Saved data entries
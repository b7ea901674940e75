// Data conditions the caller is expected to fix and retry.
#[derive(Debug, Clone, PartialEq, thiserror::Error)]
pub enum ProcessingError {
  #[error("Same name trajectories overlap: {name} has {overlap} frame(s) covered twice starting at frame {frame}. \
    Make sure trajectories are labeled correctly and average trajectories by name (consolidate) to correct minor overlaps.")]
  Overlap {
    name: String,
    frame: i64,
    overlap: i64,
  },
}
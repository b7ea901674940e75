// Reconstruction of marker trajectories from unlabeled motion capture
// point clouds, and repair of the fragments that occlusions leave behind.

pub mod all;
pub mod consolidate;
pub mod error;
pub mod fragment;
pub mod frame;
pub mod gap_filler;
pub mod input;
pub mod math;
pub mod merger;
pub mod parameters;
pub mod pipeline;
pub mod progress;
pub mod synthetic;
pub mod track_set;
pub mod tracker;
pub mod types;
pub mod util;
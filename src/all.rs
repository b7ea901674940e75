// NOTE This kind of import-all file isn't a common Rust idiom.

pub use crate::{
  consolidate::*,
  error::*,
  fragment::*,
  frame::*,
  gap_filler::*,
  input::*,
  math::*,
  merger::*,
  parameters::*,
  pipeline::*,
  progress::*,
  track_set::*,
  tracker::*,
  types::*,
};

pub use {
  std::{
    collections::{BTreeMap, HashMap},
    fmt,
    fs::File,
    io::{BufRead, BufReader, BufWriter, Write},
    path::{Path, PathBuf},
  },
  log::{debug, error, info, warn, LevelFilter},
  nalgebra::DMatrix,
  serde::{Deserialize, Serialize},
  anyhow::{anyhow, bail, Context as AnyhowContext, Result},
};
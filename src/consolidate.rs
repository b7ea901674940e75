use crate::all::*;

// Replaces all fragments sharing a name with their per-frame average, so
// that afterwards no frame is covered twice by one name. Frames covered by
// none of them still split the output into separate fragments.
// Returns the number of fragments produced.
pub fn consolidate(
  track_set: &mut TrackSet,
  passthrough: &Passthrough,
  progress: &mut dyn Progress,
) -> usize {
  progress.set_label("Averaging trajectories by name");
  let groups: Vec<(String, Vec<FragmentId>)> = track_set.group_by_name().into_iter()
    .filter(|(name, _)| !passthrough.matches(name))
    .collect();

  let mut output = vec![];
  for (i, (name, ids)) in groups.iter().enumerate() {
    progress.report(100. * i as f64 / groups.len() as f64);
    let fragments: Vec<Fragment> = ids.iter()
      .filter_map(|&id| track_set.remove(id))
      .collect();
    let before = output.len();
    average_fragments(name, &fragments, &mut output);
    if fragments.len() > 1 {
      debug!("Averaged {} fragments named {} into {}.", fragments.len(), name, output.len() - before);
    }
  }

  let n = output.len();
  for fragment in output {
    track_set.add(fragment);
  }
  progress.report(100.);
  info!("Consolidated {} names into {} fragments.", groups.len(), n);
  n
}

fn average_fragments(name: &str, fragments: &[Fragment], output: &mut Vec<Fragment>) {
  let begin_frame = match fragments.iter().map(|f| f.begin_frame).min() {
    Some(x) => x,
    None => return,
  };
  let end_frame = fragments.iter().map(|f| f.end_frame()).max().unwrap_or(begin_frame);

  let mut current: Option<Fragment> = None;
  for frame in begin_frame..end_frame {
    let mut sum = Point::zeros();
    let mut count = 0;
    for p in fragments.iter().filter_map(|f| f.get_frame(frame)) {
      sum += p;
      count += 1;
    }
    if count == 0 {
      output.extend(current.take());
      continue;
    }
    let average = sum / count as f64;
    match current {
      Some(ref mut fragment) => fragment.points.push(average),
      None => current = Some(Fragment::from_point(name.to_string(), frame, average)),
    }
  }
  output.extend(current);
}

## Required work
From the records above, print exactly the lines that run from the line with "filename src/all.rs" to the line with "average_fragments(name, &fragments, &mut", inclusive.

## Solution to this exercise
filename src/all.rs
repository b7ea901674940e75
// NOTE This kind of import-all file isn't a common Rust idiom.

pub use crate::{
  consolidate::*,
  error::*,
  fragment::*,
  frame::*,
  gap_filler::*,
  input::*,
  math::*,
  merger::*,
  parameters::*,
  pipeline::*,
  progress::*,
  track_set::*,
  tracker::*,
  types::*,
};

pub use {
  std::{
    collections::{BTreeMap, HashMap},
    fmt,
    fs::File,
    io::{BufRead, BufReader, BufWriter, Write},
    path::{Path, PathBuf},
  },
  log::{debug, error, info, warn, LevelFilter},
  nalgebra::DMatrix,
  serde::{Deserialize, Serialize},
  anyhow::{anyhow, bail, Context as AnyhowContext, Result},
};
filename src/consolidate.rs
repository b7ea901674940e75
use crate::all::*;

// Replaces all fragments sharing a name with their per-frame average, so
// that afterwards no frame is covered twice by one name. Frames covered by
// none of them still split the output into separate fragments.
// Returns the number of fragments produced.
pub fn consolidate(
  track_set: &mut TrackSet,
  passthrough: &Passthrough,
  progress: &mut dyn Progress,
) -> usize {
  progress.set_label("Averaging trajectories by name");
  let groups: Vec<(String, Vec<FragmentId>)> = track_set.group_by_name().into_iter()
    .filter(|(name, _)| !passthrough.matches(name))
    .collect();

  let mut output = vec![];
  for (i, (name, ids)) in groups.iter().enumerate() {
    progress.report(100. * i as f64 / groups.len() as f64);
    let fragments: Vec<Fragment> = ids.iter()
      .filter_map(|&id| track_set.remove(id))
      .collect();
    let before = output.len();
    average_fragments(name, &fragments, &mut output);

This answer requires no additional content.